10-year-old crochets newborn hats; donates to Cape Hospital
After a Caloosa Elementary School fifth grader crocheted about three dozen hats for newborns, she asked her mom to seek a beneficiary for her labor of love.
Alissia Pajares, and her mom, Elizabeth Pajares, chose Cape Coral Hospital.
“Our niece was born four years ago at the Cape Coral Hospital. She was born deaf,” Elizabeth said. “She didn’t hear from both ears.”
Alissia’s effort began after she learned to crochet while spending her usual two weeks with her grandmother this summer.
New skill in hand, the 10-year-old decided to crochet hats for babies, something that also will help her achieve a Girl Scout bronze award.
Elizabeth Pajares said she believes one of the things that influenced Alissia’s desire to create the hats was watching her infant relative go through a difficult health challenge
Her niece had an implant when she was 1 at Tampa Children’s Hospital. Alissia traveled to the children’s hospital with her family and saw numerous small children who were sick.

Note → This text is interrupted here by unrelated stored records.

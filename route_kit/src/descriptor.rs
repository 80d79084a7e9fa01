//! Structural descriptions of request/response data shapes.
//!
//! A [`TypeDescriptor`] is what the schema compiler consumes. Descriptors can be
//! written by hand, or produced from Rust types through the [`Shape`] trait
//! (usually via `#[derive(Shape)]`).

use std::borrow::Cow;
use std::collections::{BTreeSet, HashSet, LinkedList, VecDeque};
use std::rc::Rc;
use std::sync::Arc;

/// The kind of a data shape, with its children.
#[derive(Debug, Clone, PartialEq)]
pub enum TypeDescriptor {
    String,
    Integer,
    Number,
    Boolean,
    Array(Box<TypeDescriptor>),
    /// Optional/nullable wrapper. Compiles as the wrapped type.
    Optional(Box<TypeDescriptor>),
    /// Ordered, named fields.
    Object(Vec<FieldDescriptor>),
    /// A kind the compiler has no mapping for; carries a name for diagnostics.
    Unknown(Cow<'static, str>),
    /// Another shape, described only when compiled. Counts as one level of depth.
    Deferred(fn() -> TypeDescriptor),
}

impl TypeDescriptor {
    pub fn array(items: TypeDescriptor) -> Self {
        TypeDescriptor::Array(Box::new(items))
    }

    pub fn optional(inner: TypeDescriptor) -> Self {
        TypeDescriptor::Optional(Box::new(inner))
    }

    pub fn object(fields: impl IntoIterator<Item = FieldDescriptor>) -> Self {
        TypeDescriptor::Object(fields.into_iter().collect())
    }

    pub fn unknown(name: impl Into<Cow<'static, str>>) -> Self {
        TypeDescriptor::Unknown(name.into())
    }

    pub fn deferred(describe: fn() -> TypeDescriptor) -> Self {
        TypeDescriptor::Deferred(describe)
    }
}

/// Where a field's own descriptor comes from.
#[derive(Debug, Clone)]
pub enum FieldType {
    Inline(Box<TypeDescriptor>),
    /// Resolved on demand, so recursive types can describe themselves.
    Deferred(fn() -> TypeDescriptor),
}

impl FieldType {
    pub fn resolve(&self) -> Cow<'_, TypeDescriptor> {
        match self {
            FieldType::Inline(ty) => Cow::Borrowed(ty),
            FieldType::Deferred(describe) => Cow::Owned(describe()),
        }
    }
}

impl PartialEq for FieldType {
    fn eq(&self, other: &Self) -> bool {
        match (self, other) {
            (FieldType::Inline(a), FieldType::Inline(b)) => a == b,
            (FieldType::Deferred(a), FieldType::Deferred(b)) => *a as usize == *b as usize,
            _ => false,
        }
    }
}

/// A named field of an object shape.
#[derive(Debug, Clone, PartialEq)]
pub struct FieldDescriptor {
    /// Serialized (wire) name.
    pub name: Cow<'static, str>,
    /// Raw directive string, e.g. `"required,min=4,max=255"`.
    pub binding: Cow<'static, str>,
    pub ty: FieldType,
}

impl FieldDescriptor {
    pub fn new(
        name: impl Into<Cow<'static, str>>,
        binding: impl Into<Cow<'static, str>>,
        ty: TypeDescriptor,
    ) -> Self {
        Self {
            name: name.into(),
            binding: binding.into(),
            ty: FieldType::Inline(Box::new(ty)),
        }
    }

    pub fn deferred(
        name: impl Into<Cow<'static, str>>,
        binding: impl Into<Cow<'static, str>>,
        describe: fn() -> TypeDescriptor,
    ) -> Self {
        Self {
            name: name.into(),
            binding: binding.into(),
            ty: FieldType::Deferred(describe),
        }
    }
}

/// Types that can describe their own data shape.
///
/// Implemented for primitives, std containers and smart pointers. Structs get
/// it from `#[derive(Shape)]`:
///
/// ```ignore
/// #[derive(Serialize, Shape)]
/// struct ArticleMutation {
///     #[shape(binding = "required,min=4,max=255")]
///     title: String,
///     #[shape(binding = "required")]
///     content: String,
/// }
/// ```
pub trait Shape {
    fn descriptor() -> TypeDescriptor;
}

macro_rules! impl_shape {
    ($variant:ident => $($ty:ty),* $(,)?) => {
        $(
            impl Shape for $ty {
                fn descriptor() -> TypeDescriptor {
                    TypeDescriptor::$variant
                }
            }
        )*
    };
}

impl_shape!(Integer => i8, i16, i32, i64, i128, isize, u8, u16, u32, u64, u128, usize);
impl_shape!(Number => f32, f64);
impl_shape!(Boolean => bool);
impl_shape!(String => String, str, char);

macro_rules! impl_shape_seq {
    ($($ty:ident),* $(,)?) => {
        $(
            impl<T: Shape> Shape for $ty<T> {
                fn descriptor() -> TypeDescriptor {
                    TypeDescriptor::array(T::descriptor())
                }
            }
        )*
    };
}

impl_shape_seq!(Vec, VecDeque, LinkedList, BTreeSet);

impl<T: Shape, H> Shape for HashSet<T, H> {
    fn descriptor() -> TypeDescriptor {
        TypeDescriptor::array(T::descriptor())
    }
}

impl<T: Shape> Shape for [T] {
    fn descriptor() -> TypeDescriptor {
        TypeDescriptor::array(T::descriptor())
    }
}

impl<T: Shape, const N: usize> Shape for [T; N] {
    fn descriptor() -> TypeDescriptor {
        TypeDescriptor::array(T::descriptor())
    }
}

impl<T: Shape> Shape for Option<T> {
    fn descriptor() -> TypeDescriptor {
        TypeDescriptor::optional(T::descriptor())
    }
}

macro_rules! impl_shape_transparent {
    ($($ty:ident),* $(,)?) => {
        $(
            impl<T: Shape + ?Sized> Shape for $ty<T> {
                fn descriptor() -> TypeDescriptor {
                    T::descriptor()
                }
            }
        )*
    };
}

impl_shape_transparent!(Box, Rc, Arc);

impl<T: Shape + ?Sized> Shape for &T {
    fn descriptor() -> TypeDescriptor {
        T::descriptor()
    }
}

impl<T: Shape + ToOwned + ?Sized> Shape for Cow<'_, T> {
    fn descriptor() -> TypeDescriptor {
        T::descriptor()
    }
}

impl Shape for serde_json::Value {
    fn descriptor() -> TypeDescriptor {
        TypeDescriptor::unknown("serde_json::Value")
    }
}

impl Shape for () {
    fn descriptor() -> TypeDescriptor {
        TypeDescriptor::unknown("()")
    }
}
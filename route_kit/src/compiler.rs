//! Compiles [`TypeDescriptor`]s into [`SchemaNode`]s.

use std::any::TypeId;
use std::collections::HashMap;

use indexmap::IndexMap;

use crate::descriptor::{Shape, TypeDescriptor};
use crate::directive::Directives;
use crate::error::{Error, Result};
use crate::schema::SchemaNode;

/// Compiles a descriptor. Total: unknown kinds become an empty object schema.
///
/// There is no cycle guard here, so a self-referential shape never terminates.
/// Use [`SchemaCompiler::with_max_depth`] when such shapes can show up.
pub fn compile(descriptor: &TypeDescriptor) -> SchemaNode {
    match compile_at(descriptor, 0, None) {
        Ok(node) => node,
        Err(_) => SchemaNode::empty_object(),
    }
}

fn compile_at(descriptor: &TypeDescriptor, depth: usize, limit: Option<usize>) -> Result<SchemaNode> {
    if let Some(limit) = limit {
        if depth > limit {
            return Err(Error::DepthLimit { limit });
        }
    }
    let node = match descriptor {
        TypeDescriptor::String => SchemaNode::string(),
        TypeDescriptor::Integer => SchemaNode::integer(),
        TypeDescriptor::Number => SchemaNode::number(),
        TypeDescriptor::Boolean => SchemaNode::Boolean,
        TypeDescriptor::Array(items) => SchemaNode::array(compile_at(items, depth + 1, limit)?),
        // Optionality is not reflected in the output.
        TypeDescriptor::Optional(inner) => compile_at(inner, depth, limit)?,
        TypeDescriptor::Object(fields) => {
            let mut properties = IndexMap::with_capacity(fields.len());
            let mut required = Vec::new();
            for field in fields {
                let mut node = compile_at(&field.ty.resolve(), depth + 1, limit)?;
                let directives = Directives::parse(&field.binding);
                directives.apply(&mut node);
                if directives.required {
                    required.push(field.name.to_string());
                }
                properties.insert(field.name.to_string(), node);
            }
            SchemaNode::Object {
                properties,
                required,
            }
        }
        TypeDescriptor::Deferred(describe) => compile_at(&describe(), depth + 1, limit)?,
        TypeDescriptor::Unknown(name) => {
            tracing::debug!(kind = %name, "unsupported shape kind, using empty object schema");
            SchemaNode::empty_object()
        }
    };
    Ok(node)
}

/// A reference to the shape of a route's params, query, body or response.
#[derive(Debug, Clone)]
pub enum ShapeRef {
    /// A Rust type; compiled once per [`SchemaCompiler`] and reused.
    Typed {
        id: TypeId,
        name: &'static str,
        describe: fn() -> TypeDescriptor,
    },
    /// A hand-written descriptor; compiled every time.
    Inline(TypeDescriptor),
}

impl ShapeRef {
    pub fn of<T: Shape + ?Sized + 'static>() -> Self {
        ShapeRef::Typed {
            id: TypeId::of::<T>(),
            name: std::any::type_name::<T>(),
            describe: T::descriptor,
        }
    }

    pub fn inline(descriptor: TypeDescriptor) -> Self {
        ShapeRef::Inline(descriptor)
    }
}

/// A compiler that memoises typed shapes and can bound recursion depth.
#[derive(Debug, Default)]
pub struct SchemaCompiler {
    max_depth: Option<usize>,
    cache: HashMap<TypeId, SchemaNode>,
}

impl SchemaCompiler {
    pub fn new() -> Self {
        Self::default()
    }

    /// Fails with [`Error::DepthLimit`] instead of recursing past `max_depth` levels.
    pub fn with_max_depth(max_depth: usize) -> Self {
        Self {
            max_depth: Some(max_depth),
            cache: HashMap::new(),
        }
    }

    pub fn compile(&mut self, shape: &ShapeRef) -> Result<SchemaNode> {
        match shape {
            ShapeRef::Typed { id, name, describe } => {
                if let Some(node) = self.cache.get(id) {
                    return Ok(node.clone());
                }
                tracing::trace!(shape = name, "compiling shape");
                let node = compile_at(&describe(), 0, self.max_depth)?;
                self.cache.insert(*id, node.clone());
                Ok(node)
            }
            ShapeRef::Inline(descriptor) => compile_at(descriptor, 0, self.max_depth),
        }
    }

    /// Number of distinct typed shapes compiled so far.
    pub fn cached(&self) -> usize {
        self.cache.len()
    }
}

#[cfg(test)]
mod tests {
    use super::*;
    use crate::descriptor::FieldDescriptor;
    use serde_json::json;

    fn person() -> TypeDescriptor {
        let child = TypeDescriptor::object([
            FieldDescriptor::new("name", "required", TypeDescriptor::String),
            FieldDescriptor::new("age", "required", TypeDescriptor::Integer),
        ]);
        let address = TypeDescriptor::object([
            FieldDescriptor::new("street", "required", TypeDescriptor::String),
            FieldDescriptor::new("city", "required", TypeDescriptor::String),
        ]);
        TypeDescriptor::object([
            FieldDescriptor::new("name", "required", TypeDescriptor::String),
            FieldDescriptor::new("age", "required,min=18", TypeDescriptor::Integer),
            FieldDescriptor::new("isAdmin", "", TypeDescriptor::Boolean),
            FieldDescriptor::new("salary", "", TypeDescriptor::Number),
            FieldDescriptor::new("childs", "", TypeDescriptor::array(child)),
            FieldDescriptor::new("address", "", TypeDescriptor::optional(address)),
        ])
    }

    #[test]
    fn maps_each_kind_to_its_type() {
        let node = compile(&person());
        let types: Vec<_> = node
            .properties()
            .unwrap()
            .values()
            .map(SchemaNode::type_name)
            .collect();
        assert_eq!(types, ["string", "integer", "boolean", "number", "array", "object"]);
    }

    #[test]
    fn required_follows_declaration_order() {
        let node = compile(&person());
        assert_eq!(node.required(), ["name", "age"]);
        assert_eq!(
            serde_json::to_value(&node.properties().unwrap()["age"]).unwrap(),
            json!({"type": "integer", "minimum": 18})
        );
    }

    #[test]
    fn optional_compiles_as_wrapped_type() {
        let node = compile(&person());
        assert_eq!(
            serde_json::to_value(&node.properties().unwrap()["address"]).unwrap(),
            json!({
                "type": "object",
                "properties": {"street": {"type": "string"}, "city": {"type": "string"}},
                "required": ["street", "city"]
            })
        );
    }

    #[test]
    fn float_field_bounds_stay_integers() {
        let node = compile(&TypeDescriptor::object([FieldDescriptor::new(
            "price",
            "min=5,max=10",
            TypeDescriptor::Number,
        )]));
        assert_eq!(
            serde_json::to_value(&node).unwrap(),
            json!({"type": "object", "properties": {"price": {"type": "number", "minimum": 5, "maximum": 10}}})
        );
    }

    #[test]
    fn unknown_kind_degrades_to_empty_object() {
        assert_eq!(compile(&TypeDescriptor::unknown("chan int")), SchemaNode::empty_object());
    }

    struct Node;

    impl Shape for Node {
        fn descriptor() -> TypeDescriptor {
            TypeDescriptor::object([FieldDescriptor::deferred(
                "children",
                "",
                Vec::<Node>::descriptor,
            )])
        }
    }

    #[test]
    fn depth_limit_stops_recursive_shapes() {
        let mut compiler = SchemaCompiler::with_max_depth(8);
        let err = compiler.compile(&ShapeRef::of::<Node>()).unwrap_err();
        assert!(matches!(err, Error::DepthLimit { limit: 8 }));
    }

    #[test]
    fn typed_shapes_are_memoised() {
        let mut compiler = SchemaCompiler::new();
        let first = compiler.compile(&ShapeRef::of::<Vec<String>>()).unwrap();
        let second = compiler.compile(&ShapeRef::of::<Vec<String>>()).unwrap();
        compiler.compile(&ShapeRef::inline(TypeDescriptor::Boolean)).unwrap();
        assert_eq!(first, second);
        assert_eq!(compiler.cached(), 1);
    }
}
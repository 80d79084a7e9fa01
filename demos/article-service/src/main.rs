use std::net::SocketAddr;
use std::path::PathBuf;

use anyhow::Context;
use axum::Router;
use clap::{Parser, Subcommand};
use route_kit::{rest_router_from_routes, ApiSpec, DocConfig, RestHandler, Route, RouteSchema};
use tower_http::cors::{Any, CorsLayer};
use tracing_subscriber::EnvFilter;
use utoipa_swagger_ui::{Config, SwaggerUi};

mod dtos;
mod handlers;
mod store;

use dtos::{ArticleDto, ArticleMutationDto, ArticleParams, CreatedId, ErrorBody};
use store::ArticleStore;

const OPENAPI_JSON_PATH: &str = "/api-docs/openapi.json";

#[derive(Parser)]
#[command(version, about = "Article CRUD service with a generated OpenAPI document")]
struct Cli {
    /// TOML file with a [docs] table.
    #[arg(long, env = "ARTICLE_SERVICE_CONFIG")]
    config: Option<PathBuf>,
    /// Listen address for `serve`.
    #[arg(long, env = "ARTICLE_SERVICE_ADDR", default_value = "127.0.0.1:8080")]
    addr: SocketAddr,
    #[command(subcommand)]
    command: Option<Command>,
}

#[derive(Subcommand)]
enum Command {
    /// Run the HTTP server (default).
    Serve,
    /// Print the OpenAPI document and exit.
    Openapi,
}

fn article_routes() -> Vec<Route<RestHandler<ArticleStore>>> {
    vec![
        Route::get("", RestHandler::new(handlers::list_articles))
            .schema(RouteSchema::new().summary("Get all articles").response::<Vec<ArticleDto>>(200)),
        Route::post("", RestHandler::new(handlers::create_article)).schema(
            RouteSchema::new()
                .summary("Create an article")
                .body::<ArticleMutationDto>()
                .response::<CreatedId>(200)
                .response::<ErrorBody>(400),
        ),
        Route::get(":id", RestHandler::new(handlers::get_article)).schema(
            RouteSchema::new()
                .params::<ArticleParams>()
                .response::<ArticleDto>(200)
                .response::<ErrorBody>(400)
                .response::<ErrorBody>(404),
        ),
    ]
    .into_iter()
    .map(|route| route.tags(["articles"]))
    .collect()
}

/// Registers every route and returns the stateful router with the published document.
fn build_api(config: &DocConfig) -> route_kit::Result<(Router<ArticleStore>, ApiSpec)> {
    rest_router_from_routes(config, "/api/articles", article_routes())
}

fn app(config: &DocConfig, store: ArticleStore) -> anyhow::Result<(Router, ApiSpec)> {
    let (api, spec) = build_api(config).context("failed to register routes")?;
    let router = Router::new()
        .merge(api.with_state::<()>(store))
        .merge(spec.router::<()>(OPENAPI_JSON_PATH))
        .merge(SwaggerUi::new("/docs").config(Config::from(OPENAPI_JSON_PATH)))
        .layer(
            CorsLayer::new()
                .allow_origin(Any)
                .allow_methods(Any)
                .allow_headers(Any),
        );
    Ok((router, spec))
}

fn load_config(path: Option<&PathBuf>) -> anyhow::Result<DocConfig> {
    match path {
        Some(path) => DocConfig::load(path).with_context(|| format!("failed to load {}", path.display())),
        None => Ok(DocConfig {
            title: "Article Service API".to_string(),
            ..DocConfig::default()
        }),
    }
}

#[tokio::main]
async fn main() -> anyhow::Result<()> {
    dotenvy::dotenv().ok();
    tracing_subscriber::fmt()
        .with_env_filter(EnvFilter::try_from_default_env().unwrap_or_else(|_| EnvFilter::new("info")))
        .init();

    let cli = Cli::parse();
    let config = load_config(cli.config.as_ref())?;

    let addr = cli.addr;
    match cli.command.unwrap_or(Command::Serve) {
        Command::Openapi => {
            let (_, spec) = build_api(&config)?;
            println!("{}", spec.document().to_pretty_string()?);
        }
        Command::Serve => {
            let (app, _) = app(&config, ArticleStore::new())?;
            let listener = tokio::net::TcpListener::bind(addr)
                .await
                .with_context(|| format!("failed to bind {addr}"))?;
            tracing::info!("Server running at http://{addr}");
            tracing::info!("Swagger UI available at http://{addr}/docs/");
            axum::serve(listener, app).await?;
        }
    }
    Ok(())
}
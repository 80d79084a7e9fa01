//! Route registration and document assembly.

use std::sync::Arc;

use once_cell::sync::Lazy;
use regex::Regex;

use crate::compiler::{SchemaCompiler, ShapeRef};
use crate::config::DocConfig;
use crate::document::{
    json_content, Document, Info, Operation, ParamIn, Parameter, RequestBody, Response,
    DEFAULT_OPENAPI_VERSION, DEFAULT_RESPONSE_DESCRIPTION,
};
use crate::error::{Error, Result};
use crate::route::{Method, Route, RouteSchema};
use crate::schema::SchemaNode;

static PATH_PARAM: Lazy<Regex> = Lazy::new(|| Regex::new(r"/:([A-Za-z0-9_]+)").expect("valid path param regex"));

/// `""` and `"/"` become `""`; anything else gains a leading `/` if missing.
pub fn normalize_path(url: &str) -> String {
    if url.is_empty() || url == "/" {
        String::new()
    } else if url.starts_with('/') {
        url.to_string()
    } else {
        format!("/{url}")
    }
}

/// Rewrites every `/:name` marker into `/{name}`.
pub fn to_openapi_path(path: &str) -> String {
    PATH_PARAM.replace_all(path, "/{$1}").into_owned()
}

/// The HTTP layer a registry hands handlers to.
pub trait RouteBinder<H> {
    /// `path` is the concatenated registration path, still in `:name` syntax.
    fn bind(&mut self, method: Method, path: &str, handler: H) -> Result<()>;
}

impl<H, F> RouteBinder<H> for F
where
    F: FnMut(Method, &str, H) -> Result<()>,
{
    fn bind(&mut self, method: Method, path: &str, handler: H) -> Result<()> {
        self(method, path, handler)
    }
}

/// Collects route declarations into a [`Document`] while binding their handlers.
///
/// Registration happens once at startup. [`RouteRegistry::finish`] consumes the
/// registry, so nothing can be registered after the document is published.
#[derive(Debug)]
pub struct RouteRegistry {
    document: Document,
    compiler: SchemaCompiler,
}

impl RouteRegistry {
    pub fn new(info: Info) -> Self {
        Self {
            document: Document::new(DEFAULT_OPENAPI_VERSION, info),
            compiler: SchemaCompiler::new(),
        }
    }

    pub fn from_config(config: &DocConfig) -> Self {
        let compiler = match config.max_depth {
            Some(depth) => SchemaCompiler::with_max_depth(depth),
            None => SchemaCompiler::new(),
        };
        Self {
            document: Document::new(config.openapi.clone(), config.info()),
            compiler,
        }
    }

    /// Registers `routes` under `base_path`, in order.
    ///
    /// Stops at the first failing route; routes before it stay registered.
    /// A `(path, method)` pair that is already documented is rejected with
    /// [`Error::DuplicateRoute`] before its handler is bound.
    pub fn register<H, B>(&mut self, binder: &mut B, base_path: &str, routes: Vec<Route<H>>) -> Result<()>
    where
        B: RouteBinder<H> + ?Sized,
    {
        for route in routes {
            let path = format!("{base_path}{}", normalize_path(&route.url));
            let doc_path = to_openapi_path(&path);
            let method_key = route.method.as_lowercase();

            if self.document.operation(&doc_path, method_key).is_some() {
                return Err(Error::DuplicateRoute {
                    method: route.method.to_string(),
                    path: doc_path,
                });
            }

            let operation = self.build_operation(route.tags, route.schema.as_ref())?;
            binder.bind(route.method, &path, route.handler)?;
            tracing::debug!(method = %route.method, path = %path, doc_path = %doc_path, "registered route");

            self.document
                .paths
                .entry(doc_path)
                .or_default()
                .insert(method_key.to_string(), operation);
        }
        Ok(())
    }

    fn build_operation(&mut self, tags: Option<Vec<String>>, schema: Option<&RouteSchema>) -> Result<Operation> {
        let mut operation = Operation::default();
        let Some(schema) = schema else {
            return Ok(operation);
        };

        operation.summary = schema.summary.clone().filter(|s| !s.is_empty());
        operation.description = schema.description.clone().filter(|s| !s.is_empty());
        operation.tags = tags;

        if let Some(params) = &schema.params {
            operation.parameters = self.build_parameters(ParamIn::Path, params)?;
        }
        if let Some(query) = &schema.querystring {
            let query_params = self.build_parameters(ParamIn::Query, query)?;
            operation.parameters.extend(query_params);
        }

        if let Some(body) = &schema.body {
            operation.request_body = Some(RequestBody {
                content: json_content(self.compiler.compile(body)?),
                required: true,
            });
        }

        for (status, shape) in &schema.responses {
            operation.responses.insert(
                *status,
                Response {
                    content: json_content(self.compiler.compile(shape)?),
                    description: DEFAULT_RESPONSE_DESCRIPTION.to_string(),
                },
            );
        }

        Ok(operation)
    }

    /// One parameter per property of the compiled shape. Path parameters are
    /// always required; query parameters follow the shape's `required` list.
    fn build_parameters(&mut self, location: ParamIn, shape: &ShapeRef) -> Result<Vec<Parameter>> {
        let node = self.compiler.compile(shape)?;
        let SchemaNode::Object { properties, required } = node else {
            tracing::debug!(?location, "parameter shape is not an object, no parameters emitted");
            return Ok(Vec::new());
        };
        Ok(properties
            .into_iter()
            .map(|(name, schema)| Parameter {
                location,
                required: location == ParamIn::Path || required.contains(&name),
                name,
                schema,
            })
            .collect())
    }

    pub fn document(&self) -> &Document {
        &self.document
    }

    /// Serialized document; identical bytes until the next `register`.
    pub fn to_bytes(&self) -> Result<Vec<u8>> {
        self.document.to_bytes()
    }

    /// Freezes the document and serializes it once.
    pub fn finish(self) -> Result<ApiSpec> {
        let bytes = self.document.to_bytes()?;
        tracing::info!(
            paths = self.document.paths.len(),
            bytes = bytes.len(),
            "API document ready"
        );
        Ok(ApiSpec {
            document: Arc::new(self.document),
            bytes: bytes.into(),
        })
    }
}

/// The published, read-only document. Cheap to clone and share across threads.
#[derive(Debug, Clone)]
pub struct ApiSpec {
    document: Arc<Document>,
    bytes: Arc<[u8]>,
}

impl ApiSpec {
    pub fn document(&self) -> &Document {
        &self.document
    }

    pub fn bytes(&self) -> &[u8] {
        &self.bytes
    }

    pub fn to_value(&self) -> Result<serde_json::Value> {
        Ok(serde_json::to_value(&*self.document)?)
    }
}
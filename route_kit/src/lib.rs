//! # Route Kit - Route Declarations That Document Themselves
//!
//! `route_kit` registers HTTP handlers from a list of route declarations and,
//! in the same pass, compiles an OpenAPI-shaped document from the shapes of
//! each route's parameters, body and responses.
//!
//! ## Core Features:
//!
//! - **`#[derive(Shape)]`**: describes a struct's fields, wire names and
//!   validation directives (`#[shape(binding = "required,min=4")]`) to the
//!   schema compiler.
//!
//! - **`compile`**: turns a [`TypeDescriptor`] into a JSON-Schema [`SchemaNode`],
//!   folding `min`/`max`/`len`/`email` directives into the node and collecting
//!   `required` fields.
//!
//! - **`RouteRegistry`**: binds each route through a [`RouteBinder`] (axum via
//!   [`RestRouterBuilder`]) and writes its operation under
//!   `paths[<path>][<method>]`, then publishes the frozen document as an
//!   [`ApiSpec`].
//!
//! - **`validate`**: enforces the same binding directives on a request value,
//!   so handlers reject what the document says is invalid.

extern crate self as route_kit;

#[cfg(feature = "axum")]
pub mod bootstrap;
pub mod compiler;
pub mod config;
pub mod descriptor;
pub mod directive;
pub mod document;
pub mod error;
pub mod registry;
#[cfg(feature = "axum")]
pub mod rest_router_builder;
pub mod route;
pub mod schema;
pub mod validate;

#[cfg(feature = "axum")]
pub use bootstrap::rest_router_from_routes;
pub use compiler::{compile, SchemaCompiler, ShapeRef};
pub use config::DocConfig;
pub use descriptor::{FieldDescriptor, FieldType, Shape, TypeDescriptor};
pub use directive::Directives;
pub use document::{Document, Info, Operation, ParamIn, Parameter};
pub use error::{Error, Result};
pub use registry::{normalize_path, to_openapi_path, ApiSpec, RouteBinder, RouteRegistry};
#[cfg(feature = "axum")]
pub use rest_router_builder::{RestHandler, RestRouterBuilder};
pub use route::{Method, Route, RouteSchema};
pub use schema::{Format, SchemaNode};
pub use validate::validate;

#[cfg(feature = "macros")]
pub use route_kit_macros::Shape;
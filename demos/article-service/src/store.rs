use std::sync::Arc;

use indexmap::IndexMap;
use tokio::sync::RwLock;
use uuid::Uuid;

#[derive(Debug, Clone, PartialEq)]
pub struct Article {
    pub id: Uuid,
    pub title: String,
    pub content: String,
}

/// In-memory article storage, shared by all handlers.
#[derive(Debug, Clone, Default)]
pub struct ArticleStore {
    articles: Arc<RwLock<IndexMap<Uuid, Article>>>,
}

impl ArticleStore {
    pub fn new() -> Self {
        Self::default()
    }

    pub async fn create(&self, title: String, content: String) -> Uuid {
        let id = Uuid::new_v4();
        self.articles
            .write()
            .await
            .insert(id, Article { id, title, content });
        id
    }

    pub async fn list(&self) -> Vec<Article> {
        self.articles.read().await.values().cloned().collect()
    }

    pub async fn get(&self, id: Uuid) -> Option<Article> {
        self.articles.read().await.get(&id).cloned()
    }
}
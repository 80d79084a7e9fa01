use std::fs;
use std::path::Path;

use serde::Deserialize;

use crate::document::{Info, DEFAULT_OPENAPI_VERSION};
use crate::error::Result;

/// Document settings, read from the `[docs]` table of a TOML file:
///
/// ```toml
/// [docs]
/// title = "Article Service API"
/// version = "1.0.0"
/// max_depth = 32
/// ```
#[derive(Debug, Clone, PartialEq, Eq, Deserialize)]
#[serde(default)]
pub struct DocConfig {
    pub title: String,
    pub version: String,
    pub description: Option<String>,
    /// Value of the document's top-level `openapi` key.
    pub openapi: String,
    /// Recursion limit for schema compilation; unlimited when unset.
    pub max_depth: Option<usize>,
}

impl Default for DocConfig {
    fn default() -> Self {
        Self {
            title: "API".to_string(),
            version: "1.0.0".to_string(),
            description: None,
            openapi: DEFAULT_OPENAPI_VERSION.to_string(),
            max_depth: None,
        }
    }
}

#[derive(Debug, Default, Deserialize)]
struct ConfigFile {
    #[serde(default)]
    docs: DocConfig,
}

impl DocConfig {
    pub fn from_toml_str(s: &str) -> Result<Self> {
        let file: ConfigFile = toml::from_str(s)?;
        Ok(file.docs)
    }

    pub fn load(path: impl AsRef<Path>) -> Result<Self> {
        let content = fs::read_to_string(path)?;
        Self::from_toml_str(&content)
    }

    pub fn info(&self) -> Info {
        Info {
            title: self.title.clone(),
            version: self.version.clone(),
            description: self.description.clone(),
        }
    }
}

“That is where her brain opened up and said ‘I want to do something,'” Elizabeth said. “After that she (the baby) went for her second implant and we started talking to the people at the children’s hospital and they said get in contact with your local hospital and see what they need.”
When talking with the Cape Coral Hospital they found out they needed hats for newborns. Alissia will donate about 35-40 hats.
The young girl who frequently Facetimes her grandmother, found out that she has learned how to create booties. Elizabeth said that will probably be Alissia’s next project.
Alissia has always been one to give back, her mother said. The duo does volunteer work at the Ronald McDonald House, as well as at a foster home.
“My daughter loves helping out the community,” Elizabeth said.
And that act of kindness was also taken to another country when they visited Peru.
“I prepared her that there are kids that are barefoot. I explained to her that areas we are going to be are going are poor,” Elizabeth said.
Before they traveled to Peru, she found her daughter in her room with her dolls after asking for plastic bags. Alissia was putting aside 19 dolls with three sets of clothing to bring to Peru. The young girl also packed clothes that she no longer used and brought them to Peru to give to children at an orphanage home.
In Peru, if Alissia saw children without shoes, or with dirty clothes, she gave them a doll.
“That meant a lot. I feel so happy and so very blessed that she does this and it comes from the heart. She just pulls it out of her heart,” Elizabeth said.
When she is around town, Alissia asks her parents to give her a dollar when she sees someone holding a “homeless” sign. The young girl’s promise is “I’ll pay you back.”
Elizabeth said her wish is not to be rich, but to have her children live a great life and give back to the community because they are so blessed.